START GIVEN RECORDS
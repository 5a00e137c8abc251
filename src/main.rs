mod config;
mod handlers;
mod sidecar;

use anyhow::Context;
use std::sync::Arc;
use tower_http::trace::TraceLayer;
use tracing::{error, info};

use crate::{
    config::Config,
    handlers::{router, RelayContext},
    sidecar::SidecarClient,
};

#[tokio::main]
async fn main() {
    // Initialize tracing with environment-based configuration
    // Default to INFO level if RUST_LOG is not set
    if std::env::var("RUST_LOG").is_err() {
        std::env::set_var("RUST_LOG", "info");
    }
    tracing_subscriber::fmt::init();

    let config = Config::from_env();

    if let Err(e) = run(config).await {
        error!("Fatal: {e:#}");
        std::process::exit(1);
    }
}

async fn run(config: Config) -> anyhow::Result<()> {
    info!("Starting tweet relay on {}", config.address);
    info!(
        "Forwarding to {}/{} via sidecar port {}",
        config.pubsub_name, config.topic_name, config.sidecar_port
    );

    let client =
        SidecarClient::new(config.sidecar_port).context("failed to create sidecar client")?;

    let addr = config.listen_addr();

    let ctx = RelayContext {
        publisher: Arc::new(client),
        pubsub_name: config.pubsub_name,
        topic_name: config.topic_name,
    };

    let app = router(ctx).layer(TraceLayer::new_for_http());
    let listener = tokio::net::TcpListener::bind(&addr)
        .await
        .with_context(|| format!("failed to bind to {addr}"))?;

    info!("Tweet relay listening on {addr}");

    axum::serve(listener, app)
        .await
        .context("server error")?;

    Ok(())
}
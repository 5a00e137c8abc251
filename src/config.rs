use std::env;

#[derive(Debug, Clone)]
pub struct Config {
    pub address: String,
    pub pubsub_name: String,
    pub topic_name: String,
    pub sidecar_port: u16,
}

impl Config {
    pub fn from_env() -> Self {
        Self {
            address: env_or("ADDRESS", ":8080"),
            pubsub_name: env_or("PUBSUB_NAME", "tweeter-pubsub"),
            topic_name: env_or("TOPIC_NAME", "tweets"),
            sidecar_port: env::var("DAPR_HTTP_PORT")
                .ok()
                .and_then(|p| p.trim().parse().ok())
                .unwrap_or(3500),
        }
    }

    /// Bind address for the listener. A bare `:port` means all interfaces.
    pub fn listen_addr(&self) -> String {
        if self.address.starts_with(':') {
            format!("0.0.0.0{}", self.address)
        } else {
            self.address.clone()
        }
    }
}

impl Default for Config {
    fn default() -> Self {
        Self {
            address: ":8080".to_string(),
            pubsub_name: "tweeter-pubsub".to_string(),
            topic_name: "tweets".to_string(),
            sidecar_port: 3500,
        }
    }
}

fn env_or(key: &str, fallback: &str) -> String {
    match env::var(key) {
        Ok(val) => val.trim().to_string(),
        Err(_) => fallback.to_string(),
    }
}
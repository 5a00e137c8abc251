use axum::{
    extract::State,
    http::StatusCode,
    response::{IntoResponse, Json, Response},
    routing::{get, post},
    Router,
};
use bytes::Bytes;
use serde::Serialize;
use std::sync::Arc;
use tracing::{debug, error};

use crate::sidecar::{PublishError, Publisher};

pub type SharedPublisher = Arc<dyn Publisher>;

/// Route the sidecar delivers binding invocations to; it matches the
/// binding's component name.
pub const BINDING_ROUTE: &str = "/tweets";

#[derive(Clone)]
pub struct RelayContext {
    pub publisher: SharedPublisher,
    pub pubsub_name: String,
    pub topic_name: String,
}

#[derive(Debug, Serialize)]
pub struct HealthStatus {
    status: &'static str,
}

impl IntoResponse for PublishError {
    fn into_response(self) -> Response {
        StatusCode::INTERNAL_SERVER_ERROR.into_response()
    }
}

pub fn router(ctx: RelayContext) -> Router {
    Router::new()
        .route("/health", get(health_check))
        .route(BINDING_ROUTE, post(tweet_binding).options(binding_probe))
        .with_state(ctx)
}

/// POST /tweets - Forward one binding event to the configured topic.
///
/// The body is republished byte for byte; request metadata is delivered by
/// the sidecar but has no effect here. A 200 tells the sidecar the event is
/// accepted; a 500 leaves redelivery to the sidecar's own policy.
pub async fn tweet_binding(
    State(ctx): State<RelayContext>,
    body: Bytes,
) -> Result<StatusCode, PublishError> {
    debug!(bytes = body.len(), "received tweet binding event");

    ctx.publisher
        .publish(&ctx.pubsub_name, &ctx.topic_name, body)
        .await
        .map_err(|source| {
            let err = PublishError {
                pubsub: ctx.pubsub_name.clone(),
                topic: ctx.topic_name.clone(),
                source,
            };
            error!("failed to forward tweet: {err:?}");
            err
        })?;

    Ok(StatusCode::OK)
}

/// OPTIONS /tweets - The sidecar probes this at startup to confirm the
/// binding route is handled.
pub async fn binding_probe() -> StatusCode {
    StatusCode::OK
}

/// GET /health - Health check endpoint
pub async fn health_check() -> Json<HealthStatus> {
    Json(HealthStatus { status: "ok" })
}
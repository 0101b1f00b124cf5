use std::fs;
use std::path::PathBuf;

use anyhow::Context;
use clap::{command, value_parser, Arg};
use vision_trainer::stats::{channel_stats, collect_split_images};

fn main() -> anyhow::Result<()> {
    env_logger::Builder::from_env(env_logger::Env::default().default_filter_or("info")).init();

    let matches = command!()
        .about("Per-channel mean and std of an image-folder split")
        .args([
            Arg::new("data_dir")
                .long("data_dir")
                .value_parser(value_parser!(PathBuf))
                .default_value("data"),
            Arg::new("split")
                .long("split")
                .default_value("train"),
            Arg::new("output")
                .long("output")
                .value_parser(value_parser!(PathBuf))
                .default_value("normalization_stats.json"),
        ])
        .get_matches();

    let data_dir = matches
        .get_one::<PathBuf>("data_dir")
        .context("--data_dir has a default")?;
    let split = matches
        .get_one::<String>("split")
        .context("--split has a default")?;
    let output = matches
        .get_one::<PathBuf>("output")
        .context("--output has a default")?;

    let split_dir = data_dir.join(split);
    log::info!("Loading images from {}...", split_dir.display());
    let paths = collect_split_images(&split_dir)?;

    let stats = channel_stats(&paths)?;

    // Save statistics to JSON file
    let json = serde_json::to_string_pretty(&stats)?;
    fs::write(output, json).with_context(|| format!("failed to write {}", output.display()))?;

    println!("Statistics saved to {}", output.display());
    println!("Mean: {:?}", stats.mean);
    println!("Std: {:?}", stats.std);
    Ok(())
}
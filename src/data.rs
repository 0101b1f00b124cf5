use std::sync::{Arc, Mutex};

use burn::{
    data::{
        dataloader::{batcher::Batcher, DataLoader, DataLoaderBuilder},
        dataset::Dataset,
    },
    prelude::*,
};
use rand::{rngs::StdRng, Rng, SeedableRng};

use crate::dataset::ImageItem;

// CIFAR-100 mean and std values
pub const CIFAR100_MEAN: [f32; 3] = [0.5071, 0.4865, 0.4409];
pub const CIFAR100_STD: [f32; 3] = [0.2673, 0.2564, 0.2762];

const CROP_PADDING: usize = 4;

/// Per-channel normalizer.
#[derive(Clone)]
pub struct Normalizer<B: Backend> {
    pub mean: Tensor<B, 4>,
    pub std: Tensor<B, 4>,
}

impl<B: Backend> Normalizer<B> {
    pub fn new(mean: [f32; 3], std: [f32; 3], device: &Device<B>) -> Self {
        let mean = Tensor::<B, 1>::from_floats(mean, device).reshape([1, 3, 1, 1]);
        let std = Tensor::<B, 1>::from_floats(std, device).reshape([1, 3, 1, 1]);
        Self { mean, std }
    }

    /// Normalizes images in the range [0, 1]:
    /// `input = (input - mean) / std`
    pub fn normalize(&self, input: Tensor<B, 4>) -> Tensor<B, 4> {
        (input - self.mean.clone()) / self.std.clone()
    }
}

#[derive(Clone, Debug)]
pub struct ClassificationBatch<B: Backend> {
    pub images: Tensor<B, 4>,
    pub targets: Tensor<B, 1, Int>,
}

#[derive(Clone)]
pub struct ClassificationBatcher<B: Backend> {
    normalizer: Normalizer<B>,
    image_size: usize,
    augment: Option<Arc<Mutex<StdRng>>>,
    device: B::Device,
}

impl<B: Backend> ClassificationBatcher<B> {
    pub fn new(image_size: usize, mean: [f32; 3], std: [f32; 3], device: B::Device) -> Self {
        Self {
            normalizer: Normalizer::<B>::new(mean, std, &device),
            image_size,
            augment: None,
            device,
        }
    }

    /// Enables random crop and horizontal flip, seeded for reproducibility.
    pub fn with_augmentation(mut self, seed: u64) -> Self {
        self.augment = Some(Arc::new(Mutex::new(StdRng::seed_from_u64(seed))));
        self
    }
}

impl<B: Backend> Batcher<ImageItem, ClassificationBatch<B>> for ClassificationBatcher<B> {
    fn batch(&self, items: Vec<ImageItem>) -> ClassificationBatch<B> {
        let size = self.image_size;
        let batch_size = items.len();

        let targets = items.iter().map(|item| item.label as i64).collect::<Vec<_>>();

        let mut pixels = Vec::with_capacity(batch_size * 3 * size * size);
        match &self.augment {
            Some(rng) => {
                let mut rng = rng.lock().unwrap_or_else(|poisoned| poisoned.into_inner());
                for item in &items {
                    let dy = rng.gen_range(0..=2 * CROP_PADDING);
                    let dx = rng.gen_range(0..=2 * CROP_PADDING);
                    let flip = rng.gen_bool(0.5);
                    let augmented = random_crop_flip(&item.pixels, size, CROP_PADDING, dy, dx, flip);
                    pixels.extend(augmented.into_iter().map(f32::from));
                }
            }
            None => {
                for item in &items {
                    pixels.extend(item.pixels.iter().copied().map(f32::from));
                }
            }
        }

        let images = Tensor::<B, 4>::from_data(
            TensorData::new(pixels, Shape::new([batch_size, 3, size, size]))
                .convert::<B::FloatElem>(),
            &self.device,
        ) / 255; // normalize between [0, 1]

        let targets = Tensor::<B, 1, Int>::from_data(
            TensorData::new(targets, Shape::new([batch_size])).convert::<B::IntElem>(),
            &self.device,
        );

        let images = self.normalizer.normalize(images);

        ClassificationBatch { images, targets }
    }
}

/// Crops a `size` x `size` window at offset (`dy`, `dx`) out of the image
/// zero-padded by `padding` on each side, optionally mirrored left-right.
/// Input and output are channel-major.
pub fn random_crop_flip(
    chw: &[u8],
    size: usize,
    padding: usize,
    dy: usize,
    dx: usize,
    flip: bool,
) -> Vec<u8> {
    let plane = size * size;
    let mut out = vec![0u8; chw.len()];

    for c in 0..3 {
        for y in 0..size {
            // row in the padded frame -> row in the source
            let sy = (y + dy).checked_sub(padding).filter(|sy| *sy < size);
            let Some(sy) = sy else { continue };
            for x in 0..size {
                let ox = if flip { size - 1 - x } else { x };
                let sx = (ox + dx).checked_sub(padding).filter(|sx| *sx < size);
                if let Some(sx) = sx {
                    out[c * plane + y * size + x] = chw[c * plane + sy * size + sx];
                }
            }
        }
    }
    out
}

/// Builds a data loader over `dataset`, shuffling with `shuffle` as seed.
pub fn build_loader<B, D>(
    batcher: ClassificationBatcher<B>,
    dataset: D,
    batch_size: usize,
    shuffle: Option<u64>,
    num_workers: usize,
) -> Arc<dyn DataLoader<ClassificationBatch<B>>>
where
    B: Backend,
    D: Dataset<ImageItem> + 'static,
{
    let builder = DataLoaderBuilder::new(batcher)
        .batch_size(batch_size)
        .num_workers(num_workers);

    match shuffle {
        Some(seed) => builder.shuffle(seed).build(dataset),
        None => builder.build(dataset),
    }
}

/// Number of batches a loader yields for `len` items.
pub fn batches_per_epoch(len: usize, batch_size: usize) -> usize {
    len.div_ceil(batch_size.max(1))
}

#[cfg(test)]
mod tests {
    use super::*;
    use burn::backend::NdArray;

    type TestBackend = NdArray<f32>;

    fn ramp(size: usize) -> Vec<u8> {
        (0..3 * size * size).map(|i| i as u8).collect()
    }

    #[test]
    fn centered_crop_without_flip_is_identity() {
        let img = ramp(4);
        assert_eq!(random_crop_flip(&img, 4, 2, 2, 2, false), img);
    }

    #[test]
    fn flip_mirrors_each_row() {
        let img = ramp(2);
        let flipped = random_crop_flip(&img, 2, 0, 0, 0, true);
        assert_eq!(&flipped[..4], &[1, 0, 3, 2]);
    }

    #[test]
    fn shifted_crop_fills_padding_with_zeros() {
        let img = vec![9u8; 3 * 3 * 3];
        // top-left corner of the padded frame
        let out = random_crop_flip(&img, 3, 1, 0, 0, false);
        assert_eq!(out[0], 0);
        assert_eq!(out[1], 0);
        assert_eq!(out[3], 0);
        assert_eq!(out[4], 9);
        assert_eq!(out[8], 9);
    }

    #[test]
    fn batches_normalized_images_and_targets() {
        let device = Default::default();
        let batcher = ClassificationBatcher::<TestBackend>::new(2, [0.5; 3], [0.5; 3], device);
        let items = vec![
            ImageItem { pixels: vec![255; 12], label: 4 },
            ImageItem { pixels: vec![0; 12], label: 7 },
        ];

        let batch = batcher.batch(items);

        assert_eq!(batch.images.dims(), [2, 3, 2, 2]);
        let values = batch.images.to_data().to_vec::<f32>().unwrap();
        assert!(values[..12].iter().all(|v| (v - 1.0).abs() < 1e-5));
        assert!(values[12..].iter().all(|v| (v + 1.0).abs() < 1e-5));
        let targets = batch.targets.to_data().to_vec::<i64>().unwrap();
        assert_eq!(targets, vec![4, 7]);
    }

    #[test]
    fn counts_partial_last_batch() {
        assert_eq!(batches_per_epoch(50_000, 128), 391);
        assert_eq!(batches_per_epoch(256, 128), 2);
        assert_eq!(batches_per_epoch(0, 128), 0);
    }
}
END GIVEN RECORDS
* [EXERCISE BRIEF] Set down exactly the lines that begin the records and continue through the line bearing "with environment-based configuration"; include both ends.

* [EXERCISE RESULT]
repository 5a00e137c8abc251
filename src/main.rs
mod config;
mod handlers;
mod sidecar;

use anyhow::Context;
use std::sync::Arc;
use tower_http::trace::TraceLayer;
use tracing::{error, info};

use crate::{
    config::Config,
    handlers::{router, RelayContext},
    sidecar::SidecarClient,
};

#[tokio::main]
async fn main() {
    // Initialize tracing with environment-based configuration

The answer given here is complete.